Guest post from Jason Fodeman, MD
This summer new doctors will start their residency training in a host of hospitals across Arizona and across this great nation. These new doctors are entering medicine at a time when uncertainty about the future of medical practice is at an all-time high. Much of this is a result of the Affordable Care Act, yet other uncertainties remain; including ambiguities about the future of the very funding that supports residency training.
As Congress looks to curtail out of control government spending and rising deficits, one expenditure that has repeatedly drawn interest is funding for Graduate Medical Education (GME). The Super Committee, the Simpson-Bowles Commission, and the Medicare Payment Advisory Commission have all paid particular attention to this funding that supports the mandated training doctors must complete at regular intervals in the years after graduation from medical school. While budgets must be tightened, cuts to GME would endanger patients.
A recent study by the Accreditation Council for Graduate Medical Education (ACGME) attempted to quantify the devastating effects of possible GME cuts. The authors found that a 33 percent funding reduction would lead to the closure of 1,639 residency/fellowship programs and a loss of 19,879 post-graduate training positions. A 50 percent reduction in funding would cause 2,551 training programs to close and lead to the elimination of 33,023 training spots.
Since all physicians must complete residency training before being able to practice, fewer residents in the pipe-line, will ultimately translate into fewer practicing physicians. Thus GME cuts will inevitably exacerbate the physician shortage, which the Center for Workforce Studies puts at 91,000 primary care physicians and general surgeons by 2020.
As a result patients will have an increasingly difficult time receiving the care that they need and want as they will not be able to find doctors. It is likely that those patients on Medicaid and Medicare who already experience trouble finding treatment, will be affected the most.
This will create a serious access problem for those patients desperately seeking care. At the same time, those patients fortunate enough to arrange a medical appointment will likely see their face time with a doctor diminished, as physicians will have to see an increasing number of patients in a day to overcome the dwindling supply of doctors. Patients will likely find it very frustrating when physicians do not have the time to have their questions answered or understand the treatment options. This could easily foster a more paternalistic approach to medical care and put patients at risk.
Cuts to GME will be a detriment to the quality of life and quality of training for medical residents as well. Despite the work load of completing a residency, life does not stop for these young doctors. Residents have personal, professional, family, and social obligations outside of residency. Yet, fewer spots means that there will be fewer positions in the city or region where a resident may want to work or where a resident may need to be.

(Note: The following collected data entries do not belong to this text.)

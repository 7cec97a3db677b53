use std::collections::HashMap;

use rust_decimal::{Decimal, RoundingStrategy};
use thiserror::Error;

#[derive(Clone, Debug, PartialEq, Eq, Error)]
pub enum ConversionError {
    #[error("invalid currency code `{code}`")]
    InvalidCurrency { code: String },
    #[error("no exchange rate from `{from}` to `{to}`")]
    UnknownRate { from: String, to: String },
}

/// Converts claim amounts into an organization's base currency.
pub trait CurrencyConverter {
    fn convert(&self, amount: Decimal, from: &str, to: &str) -> Result<Decimal, ConversionError>;
}

/// Fixed rate table. Converted amounts are rounded half away from zero to cents.
#[derive(Clone, Debug, Default)]
pub struct StaticRateConverter {
    rates: HashMap<(String, String), Decimal>,
}

impl StaticRateConverter {
    pub fn with_rate(mut self, from: &str, to: &str, rate: Decimal) -> Self {
        self.rates.insert((normalize_code(from), normalize_code(to)), rate);
        self
    }
}

impl CurrencyConverter for StaticRateConverter {
    fn convert(&self, amount: Decimal, from: &str, to: &str) -> Result<Decimal, ConversionError> {
        let from = checked_code(from)?;
        let to = checked_code(to)?;
        if from == to {
            return Ok(amount);
        }

        let rate = self
            .rates
            .get(&(from.clone(), to.clone()))
            .copied()
            .ok_or(ConversionError::UnknownRate { from, to })?;

        Ok((amount * rate).round_dp_with_strategy(2, RoundingStrategy::MidpointAwayFromZero))
    }
}

pub fn normalize_code(code: &str) -> String {
    code.trim().to_ascii_uppercase()
}

fn checked_code(code: &str) -> Result<String, ConversionError> {
    let normalized = normalize_code(code);
    if normalized.len() == 3 && normalized.chars().all(|ch| ch.is_ascii_alphabetic()) {
        Ok(normalized)
    } else {
        Err(ConversionError::InvalidCurrency { code: code.to_string() })
    }
}
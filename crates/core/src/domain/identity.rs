use std::fmt;

use serde::{Deserialize, Serialize};

#[derive(Clone, Debug, PartialEq, Eq, Hash, PartialOrd, Ord, Serialize, Deserialize)]
pub struct UserId(pub String);

#[derive(Clone, Debug, PartialEq, Eq, Hash, Serialize, Deserialize)]
pub struct OrganizationId(pub String);

impl fmt::Display for UserId {
    fn fmt(&self, f: &mut fmt::Formatter<'_>) -> fmt::Result {
        f.write_str(&self.0)
    }
}

impl fmt::Display for OrganizationId {
    fn fmt(&self, f: &mut fmt::Formatter<'_>) -> fmt::Result {
        f.write_str(&self.0)
    }
}

#[derive(Clone, Copy, Debug, PartialEq, Eq, Hash, Serialize, Deserialize)]
#[serde(rename_all = "snake_case")]
pub enum Role {
    Admin,
    Manager,
    Employee,
}

impl Role {
    pub fn as_str(&self) -> &'static str {
        match self {
            Self::Admin => "admin",
            Self::Manager => "manager",
            Self::Employee => "employee",
        }
    }

    pub fn parse(value: &str) -> Option<Self> {
        match value.trim().to_ascii_lowercase().as_str() {
            "admin" => Some(Self::Admin),
            "manager" => Some(Self::Manager),
            "employee" => Some(Self::Employee),
            _ => None,
        }
    }
}

/// The user recording a decision.
#[derive(Clone, Debug, PartialEq, Eq, Serialize, Deserialize)]
pub struct Actor {
    pub id: UserId,
    pub role: Role,
}

impl Actor {
    pub fn new(id: impl Into<String>, role: Role) -> Self {
        Self { id: UserId(id.into()), role }
    }

    pub fn is_admin(&self) -> bool {
        self.role == Role::Admin
    }
}

/// Hierarchy facts about a claimant, as resolved by the identity provider.
#[derive(Clone, Debug, PartialEq, Eq, Serialize, Deserialize)]
pub struct ClaimantProfile {
    pub user_id: UserId,
    pub organization_id: OrganizationId,
    pub role: Role,
    pub manager_id: Option<UserId>,
    pub mandatory_manager_approval: bool,
}

impl ClaimantProfile {
    pub fn actor(&self) -> Actor {
        Actor { id: self.user_id.clone(), role: self.role }
    }

    /// Returns the manager whose sign-off must come first, if the claimant has one.
    pub fn gating_manager(&self) -> Option<&UserId> {
        if self.mandatory_manager_approval {
            self.manager_id.as_ref()
        } else {
            None
        }
    }

    pub fn is_managed_by(&self, user_id: &UserId) -> bool {
        self.manager_id.as_ref() == Some(user_id)
    }
}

The 80 hour work-weeks and 28 hour shifts of residency are demanding enough, but residents should not have to also suffer through that while being separated from their spouse because the closest spot to their partner in Texas was one in Connecticut. Unfortunately, due to a limited supply of opportunities this already happens and will only become more prevalent if GME funding is cut. This will not only create unnecessary personal and professional hardships for young doctors but also lower morale, both of which could distract a resident from his or her education and jeopardize patient care.
The timing for cuts to GME could not be worse. As more and more of the baby boomers find themselves on Medicare and as the health care reform law adds millions to Medicaid, more residents, not less, will be needed to ensure that these patients receive the necessary care.
In fact, our health care system already lacks an adequate supply of doctors to meet demand. This is, in part, attributable to Congress’ short-sighted decision to cap residency funding in the 1997 Balanced Budget Act. To double down on this flawed policy now by further cutting GME would be penny-wise and pound-foolish. This would create critical access problems for patients and lower the quality of care available across-the-board. Inevitably, the sickest and poorest patients would be harmed the most.
A better prescription would be for Congress and the federal Department of Health and Human Services to work with hospitals and health care providers to invest in residency training programs and increase the number of spots. The fate of our health care system depends on it!
Jason D. Fodeman, M.D. is a board-certified Internal Medicine doctor practicing in Tucson. He is a graduate of the Cedars Sinai Internal Medicine residency program and completed a graduate health policy fellowship at the Heritage Foundation.